Na primeira metade do atual ano fiscal, a retalhista da Associated British Foods manteve o seu crescimento e expansão, apesar das dificuldades no mercado alemão. A crescer em espaço e em vendas e a aumentar as margens de lucro, a Primark continua em ascensão.

Nas 24 semanas até 2 de março, a retalhista da Associated British Foods registou um crescimento de 25% no lucro operacional, que atingiu os 426 milhões de libras (cerca de 493 milhões de euros). Os resultados «refletem a contínua expansão da área de retalho e melhorias nas margens de lucro», explica a Associated British Foods.

Citado pelo WGSN, George Weston, diretor-executivo da empresa mãe, considera que «a Primark registou um excelente crescimento nos lucros, impulsionados por uma aposta na melhoria da experiência de compra dos consumidores e pela expansão dos espaços de venda».

A área de retalho aumentou 27 mil metros quadrados desde o final do ano financeiro e, a 2 de março, as 364 lojas operavam em cerca de 1,4 milhões de metros quadrados, comparativamente aos 1,3 milhões do ano anterior.

As vendas da Primark subiram 4% para 3,6 mil milhões de coroas suecas, com o aumento do número de lojas a alavancar as melhorias. No entanto, as vendas comparáveis caíram 1,5%, um declínio que não afetou os lucros da retalhista, já que esta beneficiou de «margens muito mais altas», refere o grupo. A margem de lucro operacional foi de 11,7%, bem acima dos 9,8% de há um ano.

A Associated British Foods prevê que o incremento das vendas se mantenha, já que a reação dos consumidores à coleção primavera-verão 2019 está a ser «encorajadora».

As boas novas no Velho Continente

No Reino Unido, a Primark «manteve uma boa performance» na primeira metade do ano financeiro, com um aumento nas vendas em 2,3%. Já as vendas comparáveis cresceram 0,6%. O grupo revela ainda que a sua quota de mercado no vestuário, calçado e acessórios do país aumentou «significativamente».

A baixa adesão em novembro foi compensada por um ambiente comercial favorável em todos os outros meses, com um forte crescimento nas duas últimas semanas do mês.

Na Zona Euro, as vendas em taxas de câmbio neutras subiram 5,3%, mas as vendas comparáveis diminuíram 3,2%. O decréscimo justifica-se pela fraca comercialização em novembro e pela particular fragilidade do mercado alemão.

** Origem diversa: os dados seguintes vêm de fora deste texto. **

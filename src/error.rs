//! Error types for token operations.

use thiserror::Error;

/// Result type for token operations
pub type TokenResult<T> = Result<T, TokenError>;

/// Errors surfaced by the host-side token client.
///
/// There is no retry layer: every failure propagates straight to the caller,
/// which is expected to exit non-zero with the message below.
#[derive(Error, Debug, miette::Diagnostic)]
pub enum TokenError {
    #[error("no token found (vendor 0x{vendor_id:04x}, product 0x{product_id:04x})")]
    DeviceNotFound { vendor_id: u16, product_id: u16 },

    #[error("access denied: {0}")]
    AccessDenied(String),

    #[error("USB transfer failed: {0}")]
    TransferError(String),

    #[error("invalid base32 secret: {0}")]
    InvalidBase32(String),

    #[error("decoded secret is {0} bytes, device limit is 40")]
    SecretTooLong(usize),

    #[error("{field} out of range: {value}")]
    OutOfRangeField { field: &'static str, value: i64 },
}

#[cfg(test)]
mod tests {
    use super::*;

    #[test]
    fn test_error_display() {
        let error = TokenError::DeviceNotFound {
            vendor_id: 0x4242,
            product_id: 0xe131,
        };
        assert_eq!(
            error.to_string(),
            "no token found (vendor 0x4242, product 0xe131)"
        );

        let error = TokenError::SecretTooLong(41);
        assert_eq!(
            error.to_string(),
            "decoded secret is 41 bytes, device limit is 40"
        );

        let error = TokenError::OutOfRangeField {
            field: "hour",
            value: 24,
        };
        assert_eq!(error.to_string(), "hour out of range: 24");
    }
}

Para levar a cabo uma mudança neste país, a Primark fortaleceu a sua equipa de gestão local, para «melhorar a comercialização, que continua a ser difícil». A Primark prepara-se igualmente para «diminuir o espaço de venda num reduzido número de lojas na Alemanha, de forma a otimizar os custos».

As fracas vendas no mercado germânico foram compensadas por vendas mais sólidas em Espanha, França, Itália e Bélgica. A Associated British Foods indica que «foi positivo obter uma quota substancial de mercado no competitivo mercado do retalho europeu».

Tio Sam em forma

Já o mercado norte-americano, a retalhista evidenciou uma performance «forte». Tal foi impulsionado por «vendas excelentes» na recém-inaugurada loja em Brooklyn, juntamente com o crescimento das vendas comparáveis.

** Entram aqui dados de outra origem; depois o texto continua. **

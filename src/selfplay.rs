//! Self-play match generation.
//!
//! Plays full matches by queuing random legal moves for both sides each
//! turn, exercising availability, validation, and resolution end to end.
//! Records per-turn snapshots for replay verification. Matches are
//! independent, so they run in parallel; each is seeded from the base seed
//! and its match id, keeping the whole batch reproducible.

use rand::rngs::SmallRng;
use rand::SeedableRng;
use rayon::prelude::*;
use serde::{Deserialize, Serialize};

use crate::game::{Match, MatchStatus};
use crate::movegen::random_moves;
use crate::pitch::{Side, Snapshot};
use crate::resolve::clash::RandomSource;

/// Configuration for self-play match generation.
#[derive(Debug, Clone)]
pub struct SelfPlayConfig {
    /// Number of matches to play.
    pub num_matches: usize,
    /// Turns per match before the external timekeeper would call it.
    pub max_turns: usize,
    /// Base random seed; match `i` uses `seed + i`.
    pub seed: u64,
    /// Suppress per-match progress output.
    pub quiet: bool,
}

impl Default for SelfPlayConfig {
    fn default() -> Self {
        SelfPlayConfig {
            num_matches: 10,
            max_turns: 60,
            seed: 1,
            quiet: false,
        }
    }
}

/// One resolved turn in a match record.
#[derive(Debug, Clone, Serialize, Deserialize)]
pub struct TurnRecord {
    /// The authoritative snapshot appended to history for this turn,
    /// including move lists and consumed randomness.
    pub snapshot: Snapshot,
    /// Number of animation frames the turn produced.
    pub frame_count: usize,
}

/// A complete self-play match record.
#[derive(Debug, Clone, Serialize, Deserialize)]
pub struct MatchRecord {
    pub match_id: u64,
    pub seed: u64,
    pub turns: Vec<TurnRecord>,
    pub home_score: u8,
    pub away_score: u8,
}

/// Plays `config.num_matches` matches in parallel and returns their records.
pub fn run_self_play(config: &SelfPlayConfig) -> Vec<MatchRecord> {
    (0..config.num_matches as u64)
        .into_par_iter()
        .map(|id| {
            let record = play_match(id, config.seed.wrapping_add(id), config.max_turns);
            if !config.quiet {
                eprintln!(
                    "match {}: {} turns, {}-{}",
                    record.match_id,
                    record.turns.len(),
                    record.home_score,
                    record.away_score
                );
            }
            record
        })
        .collect()
}

/// Plays a single match to `max_turns` with random legal moves.
fn play_match(id: u64, seed: u64, max_turns: usize) -> MatchRecord {
    let mut game = Match::new(id, Side::Home);
    let mut picker = SmallRng::seed_from_u64(seed);
    let mut clashes = RandomSource::from_seed(seed ^ 0x9e37_79b9_7f4a_7c15);
    let mut turns = Vec::with_capacity(max_turns);

    for _ in 0..max_turns {
        for side in [Side::Home, Side::Away] {
            for mv in random_moves(side, game.latest(), &mut picker) {
                // Random batches from one snapshot are collision-free.
                game.queue_move(mv).expect("random move batch must be legal");
            }
            game.commit(side).expect("side has queued moves");
        }
        let outcome = game
            .resolve_turn(&mut clashes)
            .expect("seeded source never exhausts");
        turns.push(TurnRecord {
            frame_count: outcome.frames.len(),
            snapshot: outcome.snapshot,
        });
    }
    game.finish(MatchStatus::Finished);

    MatchRecord {
        match_id: id,
        seed,
        home_score: game.score(Side::Home),
        away_score: game.score(Side::Away),
        turns,
    }
}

Richard Lim, diretor executivo da Retail Economics, citado pelo just-style.com, afirma que os resultados da Primark demonstram a força de uma proposta única, da criação de experiências com significado nas lojas e de defender algo distintivo num mercado de vestuário lotado. «Na sua génese, a Primark tem uma cadeia de aprovisionamento eficiente, oferece um valor excecional e apresenta continuamente novos e entusiasmantes produtos que fazem com que os seus leais consumidores regressem às lojas», aponta.

Chloe Collins, analista sénior de retalho na GlobalData, partilha a mesma opinião e acrescenta que apesar do difícil ambiente comercial no retalho, os resultados da retalhista de moda ilustram a sua resiliência, ainda que a diminuição das vendas comparáveis «seja uma preocupação».

De olhos postos na segunda metade do ano, a Primark irá concentrar em Dublin vários departamentos, como o comercial, design, aprovisionamento e qualidade, que atualmente se dividem entre Reading e Dublin. O grupo afirma que a decisão visa promover uma maior eficiência, assim como apoiar a expansão para mercados internacionais.